Your views: on ramping, overflowing EDs and more

Today, readers comment on SA’s worst ever month for ramping, diverting mental health patients from emergency departments, government and gas, and the NDIS.

Dec 08, 2023, updated Dec 08, 2023
Photo: Tony Lewis/InDaily

Photo: Tony Lewis/InDaily

Commenting on the story: ‘Word salad’: Demand for real action to tackle Adelaide hospital crisis

We all know that ED waiting times and ramping numbers are intolerable, but the situations seems to get worse regardless of how many beds, doctors and nurses are thrown at the crisis.

Surely it makes more sense to stop people needing emergency services first, and there are solutions before the Minister to do just that.

We know that mental health crisis is one of the major drivers of demand on emergency services and hospital beds, yet appropriate psychosocial supports to assist people to remain well in their communities are proven to reduce that demand and to do it at a fraction of the cost of emergency/hospital services – but they are grossly under-resourced.

And this is despite a recent SA Report showing that 19,000 South Australians with mental health concerns are without any support at all. It’s no wonder our emergency services are overwhelmed. – Paul Creedon

Commenting on the story: SA hits new ambulance ramping record

It’s laughable (in a tragic sense) the state Labor government’s management of health.

It was the Labor government who closed the Repat. It was the Labor government who built the overpriced, undersized new RAH. – Patrick Wells

Commenting on the story: Rann compares gas industry to big tobacco 

In delivering the Don Dunstan Oration for the Institute of Public Administration Australia (IPAA) and the Don Dunstan Foundation in Adelaide on 6 December, former Labor Premier Mike Rann has issued a “stark warning about climate change, attacking the gas industry and in clear contrast to the rhetoric of the current Labor Government,” according to InDaily.

For those of us with even a vestige of corporate and political memory, Rann appears to have undergone an epiphany of monumental proportions regarding South Australian fossil fuel energy production, and his own government’s role in it.

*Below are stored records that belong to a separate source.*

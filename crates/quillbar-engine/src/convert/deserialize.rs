use crate::editing::{EditableTree, NodeId, NodeKind};

/// Reconstructs the canonical text body from a (possibly user-mutated)
/// editable tree.
///
/// This is the harder direction: edits may have split, merged or inserted
/// nodes in shapes the serializer never produces, so block structure is
/// *inferred* from each top-level node rather than trusted:
///
/// - a `List` emits one `- item` line per child, followed by a blank
///   separator line (skipped when an explicit blank node follows, so the
///   separator is never doubled)
/// - a `Heading` emits `# text`
/// - any other block container emits its flattened text, or a blank line
///   when the text is empty
/// - anything else falls back to its flattened text when non-empty
///
/// Trailing blank lines are stripped; they are deliberately not persisted.
pub fn from_editable_tree(tree: &EditableTree) -> String {
    let mut lines: Vec<String> = vec![];

    let roots = tree.roots();
    for (i, &root) in roots.iter().enumerate() {
        match tree.kind(root) {
            Some(NodeKind::List) => {
                for &item in tree.children(root) {
                    lines.push(format!("- {}", flatten_children(tree, item)));
                }
                // Separator after the list, unless the tree already holds
                // an explicit blank there.
                let next_is_blank = roots
                    .get(i + 1)
                    .is_some_and(|&n| tree.kind(n) == Some(NodeKind::Blank));
                if !next_is_blank {
                    lines.push(String::new());
                }
            }
            Some(NodeKind::Heading) => {
                lines.push(format!("# {}", flatten_children(tree, root)));
            }
            Some(kind) if kind.is_block() => {
                // Paragraph, ListItem stranded at top level, or a Blank
                // that picked up text through editing.
                let text = flatten_children(tree, root);
                lines.push(text);
            }
            Some(_) => {
                // Inline node at the top level: keep its text if any.
                let text = flatten_node(tree, root);
                if !text.is_empty() {
                    lines.push(text);
                }
            }
            None => {}
        }
    }

    while lines.last().is_some_and(|l| l.is_empty()) {
        lines.pop();
    }
    lines.join("\n")
}

/// Flattens a node's children to markdown, depth-first.
fn flatten_children(tree: &EditableTree, id: NodeId) -> String {
    let mut out = String::new();
    for &child in tree.children(id) {
        out.push_str(&flatten_node(tree, child));
    }
    out
}

/// Flattens one node to markdown, wrapping styled nodes in their markers.
///
/// Code children are taken as raw text rather than recursively flattened,
/// matching the tokenizer's no-nesting rule: a bold node that somehow
/// ended up inside a code wrapper must not re-introduce `**` semantics.
fn flatten_node(tree: &EditableTree, id: NodeId) -> String {
    match tree.kind(id) {
        Some(NodeKind::Text) => tree.text(id).unwrap_or_default().to_string(),
        Some(NodeKind::LineBreak) => "\n".to_string(),
        Some(NodeKind::Bold) => format!("**{}**", flatten_children(tree, id)),
        Some(NodeKind::Italic) => format!("*{}*", flatten_children(tree, id)),
        Some(NodeKind::Code) => format!("`{}`", raw_text(tree, id)),
        // Block node nested where an inline was expected: just its text.
        Some(_) => flatten_children(tree, id),
        None => String::new(),
    }
}

/// Concatenated raw text of a subtree, ignoring style wrappers entirely.
fn raw_text(tree: &EditableTree, id: NodeId) -> String {
    let mut out = tree.text(id).unwrap_or_default().to_string();
    for &child in tree.children(id) {
        out.push_str(&raw_text(tree, child));
    }
    out
}

#[cfg(test)]
mod tests {
    use super::*;
    use crate::convert::to_editable_tree;
    use pretty_assertions::assert_eq;

    #[test]
    fn serializes_headings_and_paragraphs() {
        let tree = to_editable_tree("# Title\n\nbody");
        assert_eq!(from_editable_tree(&tree), "# Title\n\nbody");
    }

    #[test]
    fn heading_level_normalizes_to_one() {
        let tree = to_editable_tree("### Deep");
        assert_eq!(from_editable_tree(&tree), "# Deep");
    }

    #[test]
    fn list_items_get_dash_markers() {
        let tree = to_editable_tree("- a\n- b\n\ntext");
        assert_eq!(from_editable_tree(&tree), "- a\n- b\n\ntext");
    }

    #[test]
    fn list_without_following_blank_gains_separator() {
        // Lossy-but-stable: the first round inserts the separator line,
        // after which the text is a fixed point.
        let tree = to_editable_tree("- a\ntext");
        let text = from_editable_tree(&tree);
        assert_eq!(text, "- a\n\ntext");
        assert_eq!(from_editable_tree(&to_editable_tree(&text)), text);
    }

    #[test]
    fn styled_spans_round_trip_markers() {
        let tree = to_editable_tree("**b** and *i* and `c`");
        assert_eq!(from_editable_tree(&tree), "**b** and *i* and `c`");
    }

    #[test]
    fn trailing_blanks_are_trimmed() {
        let tree = to_editable_tree("a\n\n\n");
        assert_eq!(from_editable_tree(&tree), "a");
    }

    #[test]
    fn empty_tree_serializes_to_empty_string() {
        assert_eq!(from_editable_tree(&EditableTree::new()), "");
    }

    #[test]
    fn line_break_nodes_map_to_newline() {
        // A rich edit can put a hard break inside a paragraph; it must
        // come back as a real newline, not a space join.
        let mut tree = to_editable_tree("ab");
        let para = tree.roots()[0];
        let br = tree.alloc(NodeKind::LineBreak);
        tree.append_child(para, br);
        let tail = tree.alloc_text("cd");
        tree.append_child(para, tail);

        assert_eq!(from_editable_tree(&tree), "ab\ncd");
    }

    #[test]
    fn stray_inline_root_falls_back_to_text() {
        let mut tree = EditableTree::new();
        let bold = tree.alloc(NodeKind::Bold);
        let t = tree.alloc_text("loose");
        tree.append_child(bold, t);
        tree.push_root(bold);

        assert_eq!(from_editable_tree(&tree), "**loose**");
    }

    #[test]
    fn code_children_are_raw_not_recursive() {
        let mut tree = EditableTree::new();
        let para = tree.alloc(NodeKind::Paragraph);
        let code = tree.alloc(NodeKind::Code);
        let bold = tree.alloc(NodeKind::Bold);
        let t = tree.alloc_text("x");
        tree.push_root(para);
        tree.append_child(para, code);
        tree.append_child(code, bold);
        tree.append_child(bold, t);

        // The bold wrapper inside the code zone contributes no markers.
        assert_eq!(from_editable_tree(&tree), "`x`");
    }

    #[test]
    fn blank_that_gained_text_reads_as_paragraph() {
        use crate::editing::Cmd;
        let mut tree = to_editable_tree("a\n\nb");
        let blank = tree.roots()[1];
        tree.apply(Cmd::InsertText {
            node: blank,
            at: 0,
            text: "typed".to_string(),
        });
        assert_eq!(from_editable_tree(&tree), "a\ntyped\nb");
    }
}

Rann served as the Labor Premier of South Australia from 2002 until he resigned his premiership on 21 October 2011, having been “tapped” in late August 2011 by the right faction powerbroker Peter Malinauskas. Rann vowed he would not resign and insisted he would be leading the party at the next state election. History records him being replaced as Premier by the then Education Minister Jay Weatherill, from the Party’s left faction.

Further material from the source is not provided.